The Old and the Restless
Old people orchestra has started meeting again. I do not know what happened over the holiday break, but since my return I feel that the old people’s old people behavior has gotten out of hand. I am unbothered if my old friends want to breathe loudly through their mouths or fall asleep during practice. They are welcome to yell comments as if they have no internal monologue or take advantage of my young strength and make me carry heavy objects. What bothers me is when old people feel the need to bring the topic of death into otherwise light conversations. Marilyn and I were having a nice little talk about orchestra seating when she happened to mention that her last four stand partners have died. Then I was carrying Peggy’s upright bass to the closet when she let me know that she married her husband so that he could carry her bass for her, and then he, as she put it, “went and died on me.” I understand that death becomes an increasingly relevant topic as we get older, but for the 70+ crowd I think it is a bit cliché to just sprinkle conversations with death tidbits.
You know, in many ways old people are just like us, with two exceptions.
1) Old people get married after about forty minutes of dating. You know it’s true.

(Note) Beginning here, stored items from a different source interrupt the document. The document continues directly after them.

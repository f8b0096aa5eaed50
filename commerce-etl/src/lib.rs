//! # commerce-etl - Batch transform stage for e-commerce data
//!
//! `commerce-etl` turns raw e-commerce tables (orders, order items, customers,
//! promotions, products, inventory, warehouses, reviews) into cleaned,
//! enriched tables and a set of business metrics. Tables are Arrow record
//! batches; joins and aggregations run on DataFusion.
//!
//! ## Overview
//!
//! The transform stage runs three independent entity pipelines:
//!
//! - **Cleaning**: each [`cleaners::DataCleaner`] validates required columns,
//!   fills or rejects nulls, removes duplicate keys keeping the last
//!   occurrence, coerces types (unparseable values become null and the change
//!   is logged) and validates ranges and key uniqueness.
//! - **Enrichment**: each [`enrichers::Enricher`] cleans its driving table,
//!   left-joins the reference catalogs and derives flag and period columns.
//!   The row count never changes.
//! - **Aggregation**: the [`aggregators`] compute customer, product, sales,
//!   inventory, review and order-lifecycle metrics from the enriched tables.
//!
//! [`pipeline::EtlPipeline`] wires extraction, transformation and loading
//! together and reports per-stage metrics.
//!
//! ## Quick Start
//!
//! ```rust
//! use arrow::array::{ArrayRef, Float64Array, Int64Array, StringArray};
//! use commerce_etl::prelude::*;
//! use std::sync::Arc;
//!
//! let orders = Dataset::try_from_columns(
//!     "orders",
//!     vec![
//!         ("order_id", Arc::new(Int64Array::from(vec![1, 1, 2])) as ArrayRef),
//!         ("customer_id", Arc::new(Int64Array::from(vec![10, 10, 11])) as ArrayRef),
//!         ("promotion_id", Arc::new(Int64Array::from(vec![None, None, Some(3)])) as ArrayRef),
//!         ("total_amount", Arc::new(Float64Array::from(vec![20.0, 25.0, 40.0])) as ArrayRef),
//!         ("shipping_cost", Arc::new(Float64Array::from(vec![None, Some(5.0), Some(0.0)])) as ArrayRef),
//!         ("discount_percent", Arc::new(Float64Array::from(vec![0.0, 0.0, 25.0])) as ArrayRef),
//!         ("status", Arc::new(StringArray::from(vec!["Pending", "shipped ", "delivered"])) as ArrayRef),
//!         ("order_date", Arc::new(StringArray::from(vec!["2024-01-05", "2024-01-06", "2024-02-01"])) as ArrayRef),
//!     ],
//! )?;
//!
//! let cleaned = OrdersCleaner::new(EtlLogger::transformation()).clean(&orders)?;
//! // Duplicate order 1 collapses to its last occurrence.
//! assert_eq!(cleaned.num_rows(), 2);
//! # Ok::<(), commerce_etl::error::EtlError>(())
//! ```
//!
//! ## Logging
//!
//! Every component receives an [`logging::EtlLogger`] at construction. The
//! process-wide subscriber is installed once by the embedding binary:
//!
//! ```rust,no_run
//! use commerce_etl::logging::setup::{init_logging, LoggingConfig};
//!
//! init_logging(LoggingConfig::production()).expect("logging already initialized");
//! ```
//!
//! ## Errors
//!
//! All fallible operations return [`error::Result`]. Contract violations are
//! typed [`error::SchemaValidationError`]s naming the failing column and
//! constraint; each is logged when raised.

pub mod aggregators;
pub mod cleaners;
pub mod coercion;
pub mod config;
pub mod context;
pub mod dataset;
pub mod enrichers;
pub mod error;
pub mod logging;
pub mod pipeline;
pub mod prelude;
pub mod security;
pub mod sinks;
pub mod sources;
pub mod validation;
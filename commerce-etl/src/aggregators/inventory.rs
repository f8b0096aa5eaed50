use super::{require_columns, INPUT};
use crate::context::EtlContext;
use crate::dataset::Dataset;
use crate::error::Result;
use crate::logging::EtlLogger;
use tracing::instrument;

/// Stock health and warehouse occupancy.
#[derive(Debug, Clone)]
pub struct InventoryAnalytics {
    ctx: EtlContext,
    logger: EtlLogger,
}

impl InventoryAnalytics {
    pub fn new(ctx: EtlContext, logger: EtlLogger) -> Self {
        Self {
            ctx,
            logger: logger.for_component("inventory_analytics"),
        }
    }

    /// One row counting low-stock, overstock and healthy records.
    ///
    /// A record is healthy when it is neither low on stock nor overstocked.
    /// Columns: `total_records`, `low_stock`, `overstock`, `healthy`.
    #[instrument(skip(self, inventory), fields(rows = inventory.num_rows()))]
    pub async fn stock_health_summary(&self, inventory: &Dataset) -> Result<Dataset> {
        require_columns(inventory, &["is_low_stock", "is_overstock"], &self.logger)?;
        let result = self
            .ctx
            .query(
                &[(INPUT, inventory)],
                "SELECT COUNT(*) AS total_records, \
                 COALESCE(SUM(CASE WHEN is_low_stock THEN 1 ELSE 0 END), 0) AS low_stock, \
                 COALESCE(SUM(CASE WHEN is_overstock THEN 1 ELSE 0 END), 0) AS overstock, \
                 COALESCE(SUM(CASE WHEN NOT is_low_stock AND NOT is_overstock THEN 1 ELSE 0 END), 0) AS healthy \
                 FROM enriched",
                "inventory_health",
            )
            .await?;
        crate::log_data_op!(self.logger, "Stock health summary computed");
        Ok(result)
    }

    /// Low-stock records ordered by how far they are below their minimum,
    /// at most `top_n`.
    ///
    /// Columns: `inventory_id`, `product_id`, `product_name`, `warehouse_id`,
    /// `quantity`, `min_stock_level`, `stock_deficit`.
    #[instrument(skip(self, inventory), fields(rows = inventory.num_rows()))]
    pub async fn low_stock_items(&self, inventory: &Dataset, top_n: usize) -> Result<Dataset> {
        require_columns(
            inventory,
            &[
                "inventory_id",
                "product_id",
                "product_name",
                "warehouse_id",
                "quantity",
                "min_stock_level",
                "is_low_stock",
            ],
            &self.logger,
        )?;
        let sql = format!(
            "SELECT inventory_id, product_id, product_name, warehouse_id, quantity, min_stock_level, \
             min_stock_level - quantity AS stock_deficit \
             FROM enriched WHERE is_low_stock \
             ORDER BY stock_deficit DESC, inventory_id LIMIT {top_n}"
        );
        let result = self
            .ctx
            .query(&[(INPUT, inventory)], &sql, "low_stock_items")
            .await?;
        crate::log_data_op!(self.logger, items = result.num_rows(), "Low stock items computed");
        Ok(result)
    }

    /// Occupancy of each warehouse holding inventory, fullest first.
    ///
    /// `occupancy_ratio` is `current_occupancy / capacity_units`: null when
    /// the capacity is unknown and `0` when it is not positive.
    /// Columns: `warehouse_id`, `location`, `capacity_units`,
    /// `current_occupancy`, `inventory_records`, `total_quantity`,
    /// `occupancy_ratio`.
    #[instrument(skip(self, inventory), fields(rows = inventory.num_rows()))]
    pub async fn warehouse_utilization(&self, inventory: &Dataset) -> Result<Dataset> {
        require_columns(
            inventory,
            &[
                "warehouse_id",
                "location",
                "capacity_units",
                "current_occupancy",
                "quantity",
            ],
            &self.logger,
        )?;
        let result = self
            .ctx
            .query(
                &[(INPUT, inventory)],
                "SELECT warehouse_id, \
                 MAX(location) AS location, \
                 MAX(capacity_units) AS capacity_units, \
                 MAX(current_occupancy) AS current_occupancy, \
                 COUNT(*) AS inventory_records, \
                 SUM(quantity) AS total_quantity, \
                 CASE \
                   WHEN MAX(capacity_units) IS NULL THEN NULL \
                   WHEN MAX(capacity_units) <= 0 THEN 0.0 \
                   ELSE CAST(MAX(current_occupancy) AS DOUBLE) / CAST(MAX(capacity_units) AS DOUBLE) \
                 END AS occupancy_ratio \
                 FROM enriched \
                 GROUP BY warehouse_id \
                 ORDER BY occupancy_ratio DESC NULLS LAST, warehouse_id",
                "warehouse_utilization",
            )
            .await?;
        crate::log_data_op!(
            self.logger,
            warehouses = result.num_rows(),
            "Warehouse utilization computed"
        );
        Ok(result)
    }
}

2) When old people fall, it is always serious. At the last concert, our conductor wore three-inch high heels, and the only thing discussed between orchestra members before the music began was the conductor’s impending danger. No one was nervous for their own performance; they were audibly concerned about the possibility of broken bones. I have watched two of my elderly relatives fall, and let me tell you, there is a reason for the concern. It’s horrifying to observe.